• **What to do**: Look through the data below, and copy each line that carries the word "from".

▼

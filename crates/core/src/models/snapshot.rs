use chrono::{DateTime, Utc};
use serde::{Deserialize, Serialize};

use crate::indicators;

/// RSI value reported when the series is too short to compute one.
pub const NEUTRAL_RSI: f64 = 50.0;

/// RSI look-back used when deriving snapshots from a close series.
pub const SNAPSHOT_RSI_PERIOD: usize = 14;

/// MACD parameters used when deriving snapshots from a close series.
pub const SNAPSHOT_MACD_FAST: usize = 12;
pub const SNAPSHOT_MACD_SLOW: usize = 26;
pub const SNAPSHOT_MACD_SIGNAL: usize = 9;

/// Latest MACD state: the line, its signal, and their difference.
#[derive(Debug, Clone, Copy, PartialEq, Serialize, Deserialize, Default)]
pub struct MacdReading {
    pub macd: f64,
    pub signal: f64,
    pub histogram: f64,
}

/// Point-in-time view of a symbol's technical indicators, the input the
/// technical rules are evaluated against. Hosts can construct one
/// directly or derive it from a close series with [`compute`].
///
/// [`compute`]: TechnicalSnapshot::compute
#[derive(Debug, Clone, PartialEq, Serialize, Deserialize)]
pub struct TechnicalSnapshot {
    pub symbol: String,
    pub rsi: f64,
    pub macd: MacdReading,
    pub volume: u64,
    pub average_volume: u64,
    /// Detected support level, if any. `Some(0.0)` means "not detected".
    pub support_level: Option<f64>,
    /// Detected resistance level, if any. `Some(0.0)` means "not detected".
    pub resistance_level: Option<f64>,
    pub timestamp: DateTime<Utc>,
}

impl TechnicalSnapshot {
    pub fn new(symbol: impl Into<String>, rsi: f64, macd: MacdReading) -> Self {
        Self {
            symbol: symbol.into().to_uppercase(),
            rsi,
            macd,
            volume: 0,
            average_volume: 0,
            support_level: None,
            resistance_level: None,
            timestamp: Utc::now(),
        }
    }

    #[must_use]
    pub fn with_volume(mut self, volume: u64, average_volume: u64) -> Self {
        self.volume = volume;
        self.average_volume = average_volume;
        self
    }

    #[must_use]
    pub fn with_levels(mut self, support: Option<f64>, resistance: Option<f64>) -> Self {
        self.support_level = support;
        self.resistance_level = resistance;
        self
    }

    /// Derive a snapshot from a close series: latest defined RSI (or the
    /// neutral 50 when the series is too short) and the latest MACD
    /// reading (zeros for an empty series).
    pub fn compute(symbol: impl Into<String>, closes: &[f64]) -> Self {
        let rsi = indicators::rsi(closes, SNAPSHOT_RSI_PERIOD)
            .iter()
            .rev()
            .find_map(|v| *v)
            .unwrap_or(NEUTRAL_RSI);

        let series = indicators::macd(
            closes,
            SNAPSHOT_MACD_FAST,
            SNAPSHOT_MACD_SLOW,
            SNAPSHOT_MACD_SIGNAL,
        );
        let macd = match (
            series.macd.last(),
            series.signal.last(),
            series.histogram.last(),
        ) {
            (Some(&macd), Some(&signal), Some(&histogram)) => MacdReading {
                macd,
                signal,
                histogram,
            },
            _ => MacdReading::default(),
        };

        Self::new(symbol, rsi, macd)
    }

    /// Volume relative to the trailing average. `None` when no average
    /// is known, so breakout rules cannot divide by zero.
    #[must_use]
    pub fn volume_ratio(&self) -> Option<f64> {
        if self.average_volume == 0 {
            None
        } else {
            Some(self.volume as f64 / self.average_volume as f64)
        }
    }
}
use log::debug;
use uuid::Uuid;

use crate::errors::CoreError;
use crate::models::news::NewsItem;
use crate::models::rule::{AlertKind, NewsAlert, PriceAlert, TechnicalAlert};
use crate::models::snapshot::TechnicalSnapshot;
use crate::models::state::AlertState;
use crate::models::tick::PriceTick;
use crate::services::evaluator_service::EvaluatorService;
use crate::services::notification_service::NotificationService;

/// Rule lifecycle and evaluation over the state aggregate.
///
/// Pure business logic with no I/O: the caller passes the state in and
/// decides when to persist. Evaluation walks every rule of the relevant
/// family; all matches in a pass fire, there is no early exit.
pub struct AlertService {
    evaluator: EvaluatorService,
}

impl AlertService {
    pub fn new() -> Self {
        Self {
            evaluator: EvaluatorService::new(),
        }
    }

    // ── Rule lifecycle ────────────────────────────────────────────────────

    pub fn add_price_alert(
        &self,
        state: &mut AlertState,
        alert: PriceAlert,
    ) -> Result<Uuid, CoreError> {
        self.validate_price_alert(&alert)?;
        let id = alert.id;
        state.price_alerts.push(alert);
        Ok(id)
    }

    pub fn add_technical_alert(
        &self,
        state: &mut AlertState,
        alert: TechnicalAlert,
    ) -> Result<Uuid, CoreError> {
        self.validate_technical_alert(&alert)?;
        let id = alert.id;
        state.technical_alerts.push(alert);
        Ok(id)
    }

    pub fn add_news_alert(
        &self,
        state: &mut AlertState,
        alert: NewsAlert,
    ) -> Result<Uuid, CoreError> {
        self.validate_news_alert(&alert)?;
        let id = alert.id;
        state.news_alerts.push(alert);
        Ok(id)
    }

    /// Flip a rule's active flag. Returns false when the id is unknown
    /// in the given family.
    pub fn toggle_alert(&self, state: &mut AlertState, id: Uuid, kind: AlertKind) -> bool {
        match kind {
            AlertKind::Price => state
                .price_alerts
                .iter_mut()
                .find(|a| a.id == id)
                .map(|a| a.active = !a.active)
                .is_some(),
            AlertKind::Technical => state
                .technical_alerts
                .iter_mut()
                .find(|a| a.id == id)
                .map(|a| a.active = !a.active)
                .is_some(),
            AlertKind::News => state
                .news_alerts
                .iter_mut()
                .find(|a| a.id == id)
                .map(|a| a.active = !a.active)
                .is_some(),
        }
    }

    /// Returns false when the id is unknown in the given family.
    pub fn remove_alert(&self, state: &mut AlertState, id: Uuid, kind: AlertKind) -> bool {
        match kind {
            AlertKind::Price => {
                let before = state.price_alerts.len();
                state.price_alerts.retain(|a| a.id != id);
                state.price_alerts.len() != before
            }
            AlertKind::Technical => {
                let before = state.technical_alerts.len();
                state.technical_alerts.retain(|a| a.id != id);
                state.technical_alerts.len() != before
            }
            AlertKind::News => {
                let before = state.news_alerts.len();
                state.news_alerts.retain(|a| a.id != id);
                state.news_alerts.len() != before
            }
        }
    }

    /// Remove every latched price and technical rule. Returns how many
    /// were dropped.
    pub fn clear_triggered(&self, state: &mut AlertState) -> usize {
        let before = state.price_alerts.len() + state.technical_alerts.len();
        state.price_alerts.retain(|a| !a.triggered);
        state.technical_alerts.retain(|a| !a.triggered);
        before - state.price_alerts.len() - state.technical_alerts.len()
    }

    // ── Evaluation ────────────────────────────────────────────────────────

    /// Evaluate one tick against every price rule. Each match latches
    /// its rule, dispatches through the notifier, and lands in the
    /// notification center. Returns the number of rules fired.
    pub fn evaluate_tick(
        &self,
        state: &mut AlertState,
        tick: &PriceTick,
        notifier: &mut NotificationService,
    ) -> usize {
        let mut fired = 0;
        for idx in 0..state.price_alerts.len() {
            if !self
                .evaluator
                .price_alert_matches(&state.price_alerts[idx], tick)
            {
                continue;
            }

            state.price_alerts[idx].mark_triggered(tick);
            let notification = notifier.dispatch_price(&state.price_alerts[idx], tick);
            debug!(
                "price alert {} fired for {} at {:.2}",
                state.price_alerts[idx].id, tick.symbol, tick.price
            );
            state.push_notification(notification);
            fired += 1;
        }
        fired
    }

    /// Evaluate one technical snapshot against every technical rule.
    pub fn evaluate_snapshot(
        &self,
        state: &mut AlertState,
        snapshot: &TechnicalSnapshot,
        notifier: &mut NotificationService,
    ) -> usize {
        let mut fired = 0;
        for idx in 0..state.technical_alerts.len() {
            if !self
                .evaluator
                .technical_alert_matches(&state.technical_alerts[idx], snapshot)
            {
                continue;
            }

            state.technical_alerts[idx].mark_triggered();
            let notification = notifier.dispatch_technical(&state.technical_alerts[idx], snapshot);
            debug!(
                "technical alert {} fired for {}",
                state.technical_alerts[idx].id, snapshot.symbol
            );
            state.push_notification(notification);
            fired += 1;
        }
        fired
    }

    /// Evaluate one news item against every news rule. News rules never
    /// latch, so the same rule fires again on the next matching item.
    pub fn evaluate_news(
        &self,
        state: &mut AlertState,
        item: &NewsItem,
        notifier: &mut NotificationService,
    ) -> usize {
        let mut fired = 0;
        for idx in 0..state.news_alerts.len() {
            if !self.evaluator.news_alert_matches(&state.news_alerts[idx], item) {
                continue;
            }

            let notification = notifier.dispatch_news(&state.news_alerts[idx], item);
            debug!(
                "news alert {} matched headline {:?}",
                state.news_alerts[idx].id, item.headline
            );
            state.push_notification(notification);
            fired += 1;
        }
        fired
    }

    // ── Validation ────────────────────────────────────────────────────────

    /// Validate a price rule before it enters the store.
    ///
    /// Rules:
    /// - Symbol must not be blank
    /// - Threshold must be finite
    fn validate_price_alert(&self, alert: &PriceAlert) -> Result<(), CoreError> {
        if alert.symbol.trim().is_empty() {
            return Err(CoreError::ValidationError(
                "Alert symbol must not be blank".into(),
            ));
        }
        if !alert.threshold.is_finite() {
            return Err(CoreError::ValidationError(format!(
                "Alert threshold must be finite, got {}",
                alert.threshold
            )));
        }
        Ok(())
    }

    /// Validate a technical rule before it enters the store.
    ///
    /// Rules:
    /// - Symbol must not be blank
    /// - Parameters that are set must be finite
    fn validate_technical_alert(&self, alert: &TechnicalAlert) -> Result<(), CoreError> {
        if alert.symbol.trim().is_empty() {
            return Err(CoreError::ValidationError(
                "Alert symbol must not be blank".into(),
            ));
        }
        let params = [
            ("rsi_level", alert.params.rsi_level),
            ("level", alert.params.level),
            ("volume_multiplier", alert.params.volume_multiplier),
        ];
        for (name, value) in params {
            if let Some(v) = value {
                if !v.is_finite() {
                    return Err(CoreError::ValidationError(format!(
                        "Technical parameter {name} must be finite, got {v}"
                    )));
                }
            }
        }
        Ok(())
    }

    /// Validate a news rule before it enters the store.
    ///
    /// Rules:
    /// - Listed symbols must not be blank (an empty list still means
    ///   any symbol)
    fn validate_news_alert(&self, alert: &NewsAlert) -> Result<(), CoreError> {
        if alert.symbols.iter().any(|s| s.trim().is_empty()) {
            return Err(CoreError::ValidationError(
                "News symbols must not be blank".into(),
            ));
        }
        Ok(())
    }
}

impl Default for AlertService {
    fn default() -> Self {
        Self::new()
    }
}
use chrono::{DateTime, Utc};
use serde::{Deserialize, Serialize};
use uuid::Uuid;

use crate::models::news::Sentiment;
use crate::models::rule::AlertPriority;

/// What produced a notification. Mirrors the rule families, plus
/// `System` for engine-generated entries such as test notifications.
#[derive(Debug, Clone, Copy, PartialEq, Eq, Hash, Serialize, Deserialize)]
pub enum NotificationCategory {
    Price,
    Technical,
    News,
    System,
}

impl std::fmt::Display for NotificationCategory {
    fn fmt(&self, f: &mut std::fmt::Formatter<'_>) -> std::fmt::Result {
        let name = match self {
            NotificationCategory::Price => "Price",
            NotificationCategory::Technical => "Technical",
            NotificationCategory::News => "News",
            NotificationCategory::System => "System",
        };
        write!(f, "{name}")
    }
}

/// Market context captured when the notification was created, for
/// hosts that render richer cards than title and message.
#[derive(Debug, Clone, PartialEq, Serialize, Deserialize)]
pub enum NotificationContext {
    Price {
        symbol: String,
        price: f64,
        change_percent: f64,
    },
    Technical {
        symbol: String,
        rsi: f64,
        macd: f64,
        signal: f64,
    },
    News {
        symbols: Vec<String>,
        sentiment: Sentiment,
        headline: String,
    },
}

/// One entry in the notification center. Immutable once created apart
/// from the `read` flag.
#[derive(Debug, Clone, PartialEq, Serialize, Deserialize)]
pub struct Notification {
    pub id: Uuid,
    /// Rule that fired this notification; `None` for system entries.
    pub rule_id: Option<Uuid>,
    pub title: String,
    pub message: String,
    pub category: NotificationCategory,
    pub priority: AlertPriority,
    pub created_at: DateTime<Utc>,
    pub read: bool,
    #[serde(default)]
    pub context: Option<NotificationContext>,
}

impl Notification {
    pub fn new(
        rule_id: Option<Uuid>,
        title: impl Into<String>,
        message: impl Into<String>,
        category: NotificationCategory,
        priority: AlertPriority,
    ) -> Self {
        Self {
            id: Uuid::new_v4(),
            rule_id,
            title: title.into(),
            message: message.into(),
            category,
            priority,
            created_at: Utc::now(),
            read: false,
            context: None,
        }
    }

    #[must_use]
    pub fn with_context(mut self, context: NotificationContext) -> Self {
        self.context = Some(context);
        self
    }
}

▲

• **Response area**:
/// RSI look-back used when deriving snapshots from a close series.
/// MACD parameters used when deriving snapshots from a close series.
/// directly or derive it from a close series with [`compute`].
    /// Derive a snapshot from a close series: latest defined RSI (or the
/// from the `read` flag.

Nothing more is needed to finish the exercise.